# EXERCISE REQUIREMENTS:
Please repeat the listing exactly, starting at its first line and stopping after the line that contains "if let Ok(profile)".

# INPUT DATA:
··········

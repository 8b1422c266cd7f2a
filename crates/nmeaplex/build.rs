fn main() {
    if let Ok(target) = std::env::var("TARGET") {
        println!("cargo:rustc-env=NMEAPLEX_BUILD_TARGET={target}");
    }
    if let Ok(profile) = std::env::var("PROFILE") {
        println!("cargo:rustc-env=NMEAPLEX_BUILD_PROFILE={profile}");
    }
    println!("cargo:rerun-if-env-changed=TARGET");
    println!("cargo:rerun-if-env-changed=PROFILE");
}
use clap::{Args, Subcommand};

use crate::exit::CliResult;
use crate::output::OutputFormat;

pub mod check;
pub mod run;
pub mod version;

#[derive(Subcommand, Debug)]
pub enum Command {
    /// Open the interfaces and multiplex sentences until all inputs end.
    Run(RunArgs),
    /// Validate interface declarations without opening them.
    Check(CheckArgs),
    /// Show version information.
    Version(VersionArgs),
}

pub fn run(command: Command, format: OutputFormat) -> CliResult<i32> {
    match command {
        Command::Run(args) => run::run(args),
        Command::Check(args) => check::run(args, format),
        Command::Version(args) => version::run(args),
    }
}

#[derive(Args, Debug)]
pub struct RunArgs {
    /// Interface declarations (`kind:name=value,...`).
    #[arg(value_name = "INTERFACE", required = true)]
    pub interfaces: Vec<String>,
    /// Capacity of the shared input queue.
    #[arg(long, value_name = "N", default_value_t = nmeaplex_core::DEFAULT_MUX_QSIZE, value_parser = parse_qsize_arg)]
    pub qsize: usize,
}

#[derive(Args, Debug)]
pub struct CheckArgs {
    /// Interface declarations (`kind:name=value,...`).
    #[arg(value_name = "INTERFACE", required = true)]
    pub interfaces: Vec<String>,
}

#[derive(Args, Debug)]
pub struct VersionArgs {
    /// Show extended build provenance.
    #[arg(long)]
    pub extended: bool,
}

fn parse_qsize_arg(value: &str) -> Result<usize, String> {
    nmeaplex_core::parse_qsize(value).map_err(|err| err.to_string())
}
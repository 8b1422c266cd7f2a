use std::collections::VecDeque;
use std::sync::{Condvar, Mutex, MutexGuard, PoisonError};

use nmeaplex_frame::SentenceBlock;

use crate::error::QueueError;

/// Returned by [`BoundedQueue::push`] once the queue is closed.
///
/// Hands the rejected sentence back to the caller.
#[derive(Debug, thiserror::Error)]
#[error("queue closed")]
pub struct QueueClosed(pub SentenceBlock);

struct State {
    items: VecDeque<SentenceBlock>,
    closed: bool,
}

/// Blocking FIFO of sentences with a fixed capacity.
///
/// `push` waits while the queue is full and `pop` waits while it is empty.
/// After [`close`](Self::close), pushes fail and pops drain what is left
/// before returning `None`.
pub struct BoundedQueue {
    state: Mutex<State>,
    not_empty: Condvar,
    not_full: Condvar,
    capacity: usize,
}

impl BoundedQueue {
    /// Allocate an empty queue holding up to `capacity` sentences.
    pub fn new(capacity: usize) -> Result<Self, QueueError> {
        if capacity == 0 {
            return Err(QueueError::ZeroCapacity);
        }
        let mut items = VecDeque::new();
        items
            .try_reserve_exact(capacity)
            .map_err(|_| QueueError::Alloc(capacity))?;
        Ok(Self {
            state: Mutex::new(State {
                items,
                closed: false,
            }),
            not_empty: Condvar::new(),
            not_full: Condvar::new(),
            capacity,
        })
    }

    /// Append a sentence, blocking while the queue is full.
    pub fn push(&self, sentence: SentenceBlock) -> Result<(), QueueClosed> {
        let mut state = self.lock();
        while !state.closed && state.items.len() >= self.capacity {
            state = self
                .not_full
                .wait(state)
                .unwrap_or_else(PoisonError::into_inner);
        }
        if state.closed {
            return Err(QueueClosed(sentence));
        }
        state.items.push_back(sentence);
        drop(state);
        self.not_empty.notify_one();
        Ok(())
    }

    /// Remove the oldest sentence, blocking while the queue is empty.
    ///
    /// Returns `None` once the queue is closed and drained.
    pub fn pop(&self) -> Option<SentenceBlock> {
        let mut state = self.lock();
        loop {
            if let Some(sentence) = state.items.pop_front() {
                drop(state);
                self.not_full.notify_one();
                return Some(sentence);
            }
            if state.closed {
                return None;
            }
            state = self
                .not_empty
                .wait(state)
                .unwrap_or_else(PoisonError::into_inner);
        }
    }

    /// Close the queue and wake every waiter.
    pub fn close(&self) {
        self.lock().closed = true;
        self.not_empty.notify_all();
        self.not_full.notify_all();
    }

    /// Whether [`close`](Self::close) has been called.
    pub fn is_closed(&self) -> bool {
        self.lock().closed
    }

    /// Number of queued sentences.
    pub fn len(&self) -> usize {
        self.lock().items.len()
    }

    /// Whether the queue holds no sentences.
    pub fn is_empty(&self) -> bool {
        self.lock().items.is_empty()
    }

    /// Maximum number of queued sentences.
    pub fn capacity(&self) -> usize {
        self.capacity
    }

    fn lock(&self) -> MutexGuard<'_, State> {
        self.state.lock().unwrap_or_else(PoisonError::into_inner)
    }
}

impl std::fmt::Debug for BoundedQueue {
    fn fmt(&self, f: &mut std::fmt::Formatter<'_>) -> std::fmt::Result {
        let state = self.lock();
        f.debug_struct("BoundedQueue")
            .field("len", &state.items.len())
            .field("capacity", &self.capacity)
            .field("closed", &state.closed)
            .finish()
    }
}

#[cfg(test)]
mod tests {
    use std::sync::atomic::{AtomicBool, Ordering};
    use std::sync::Arc;
    use std::thread;
    use std::time::Duration;

    use nmeaplex_frame::InterfaceId;

    use super::*;

    fn sentence(n: usize) -> SentenceBlock {
        SentenceBlock::from_body(format!("$TEST,{n}").as_bytes(), InterfaceId::new(1)).unwrap()
    }

    #[test]
    fn zero_capacity_is_rejected() {
        assert!(matches!(
            BoundedQueue::new(0),
            Err(QueueError::ZeroCapacity)
        ));
    }

    #[test]
    fn preserves_fifo_order() {
        let queue = BoundedQueue::new(8).unwrap();
        for n in 0..8 {
            queue.push(sentence(n)).unwrap();
        }
        assert_eq!(queue.len(), 8);
        for n in 0..8 {
            assert_eq!(queue.pop().unwrap(), sentence(n));
        }
        assert!(queue.is_empty());
    }

    #[test]
    fn push_blocks_when_full_until_pop() {
        let queue = Arc::new(BoundedQueue::new(2).unwrap());
        queue.push(sentence(0)).unwrap();
        queue.push(sentence(1)).unwrap();

        let pushed = Arc::new(AtomicBool::new(false));
        let producer = {
            let queue = Arc::clone(&queue);
            let pushed = Arc::clone(&pushed);
            thread::spawn(move || {
                queue.push(sentence(2)).unwrap();
                pushed.store(true, Ordering::SeqCst);
            })
        };

        thread::sleep(Duration::from_millis(100));
        assert!(!pushed.load(Ordering::SeqCst), "third push should block");
        assert_eq!(queue.len(), 2);

        assert_eq!(queue.pop().unwrap(), sentence(0));
        producer.join().unwrap();
        assert!(pushed.load(Ordering::SeqCst));
        assert_eq!(queue.pop().unwrap(), sentence(1));
        assert_eq!(queue.pop().unwrap(), sentence(2));
    }

    #[test]
    fn pop_blocks_until_push() {
        let queue = Arc::new(BoundedQueue::new(1).unwrap());
        let consumer = {
            let queue = Arc::clone(&queue);
            thread::spawn(move || queue.pop())
        };
        thread::sleep(Duration::from_millis(50));
        queue.push(sentence(9)).unwrap();
        assert_eq!(consumer.join().unwrap(), Some(sentence(9)));
    }

    #[test]
    fn close_drains_then_reports_closed() {
        let queue = BoundedQueue::new(4).unwrap();
        queue.push(sentence(0)).unwrap();
        queue.push(sentence(1)).unwrap();
        queue.close();

        assert!(queue.is_closed());
        assert!(matches!(queue.push(sentence(2)), Err(QueueClosed(s)) if s == sentence(2)));
        assert_eq!(queue.pop(), Some(sentence(0)));
        assert_eq!(queue.pop(), Some(sentence(1)));
        assert_eq!(queue.pop(), None);
    }

    #[test]
    fn close_wakes_blocked_consumer_and_producer() {
        let empty = Arc::new(BoundedQueue::new(1).unwrap());
        let consumer = {
            let queue = Arc::clone(&empty);
            thread::spawn(move || queue.pop())
        };

        let full = Arc::new(BoundedQueue::new(1).unwrap());
        full.push(sentence(0)).unwrap();
        let producer = {
            let queue = Arc::clone(&full);
            thread::spawn(move || queue.push(sentence(1)).is_err())
        };

        thread::sleep(Duration::from_millis(50));
        empty.close();
        full.close();
        assert_eq!(consumer.join().unwrap(), None);
        assert!(producer.join().unwrap());
    }

    #[test]
    fn concurrent_producer_consumer_keeps_order() {
        let queue = Arc::new(BoundedQueue::new(3).unwrap());
        let producer = {
            let queue = Arc::clone(&queue);
            thread::spawn(move || {
                for n in 0..500 {
                    queue.push(sentence(n)).unwrap();
                }
                queue.close();
            })
        };

        let mut seen = 0;
        while let Some(block) = queue.pop() {
            assert_eq!(block, sentence(seen));
            seen += 1;
        }
        producer.join().unwrap();
        assert_eq!(seen, 500);
    }
}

··········

# TASK ANSWER:
repository 8b1422c266cd7f2a
filename crates/nmeaplex/build.rs
fn main() {
    if let Ok(target) = std::env::var("TARGET") {
        println!("cargo:rustc-env=NMEAPLEX_BUILD_TARGET={target}");
    }
    if let Ok(profile) = std::env::var("PROFILE") {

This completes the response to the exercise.